BRIEF.
For the word "status", find each line in the entries where it occurs and copy that line.

Collected data:
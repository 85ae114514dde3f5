use crate::config::BrowserConfig;
use crate::scrapers::traits::PageFetcher;
use anyhow::{bail, Context, Result};
use async_trait::async_trait;
use reqwest::Client;
use std::time::Duration;
use tracing::{debug, warn};

/// Page fetcher that downloads raw HTML without rendering it
///
/// Pages that need scripts to render will come back incomplete, and there is
/// nothing to click: carousels stop at their first slide and cookie overlays
/// are never dismissed.
pub struct HttpFetcher {
    client: Client,
    page: Option<String>,
}

impl HttpFetcher {
    pub fn new(config: &BrowserConfig) -> Result<Self> {
        let client = Client::builder()
            .timeout(Duration::from_secs(config.request_timeout_secs))
            .user_agent(config.user_agent.as_str())
            .build()
            .context("Failed to create HTTP client")?;

        Ok(Self { client, page: None })
    }
}

#[async_trait]
impl PageFetcher for HttpFetcher {
    async fn navigate(&mut self, url: &str) -> Result<()> {
        self.page = None;
        debug!("Fetching URL: {}", url);

        let response = self
            .client
            .get(url)
            .send()
            .await
            .with_context(|| format!("Failed to fetch {}", url))?;

        if !response.status().is_success() {
            warn!("{} returned status: {}", url, response.status());
            bail!("Failed to fetch {}: {}", url, response.status());
        }

        let html = response.text().await.context("Failed to read response body")?;
        debug!("Downloaded {} bytes of HTML", html.len());
        self.page = Some(html);
        Ok(())
    }

    async fn content(&mut self) -> Result<String> {
        match &self.page {
            Some(html) => Ok(html.clone()),
            None => bail!("No page loaded"),
        }
    }

    async fn click(&mut self, selector: &str) -> Result<()> {
        bail!("Cannot click {} without a browser", selector)
    }

    async fn wait_until_clickable(&mut self, selector: &str, _timeout: Duration) -> Result<()> {
        bail!("Cannot click {} without a browser", selector)
    }

    async fn close(&mut self) -> Result<()> {
        self.page = None;
        Ok(())
    }

    fn name(&self) -> &'static str {
        "http"
    }
}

RESPONSE FOR THIS EXERCISE.
        if !response.status().is_success() {
            warn!("{} returned status: {}", url, response.status());
            bail!("Failed to fetch {}: {}", url, response.status());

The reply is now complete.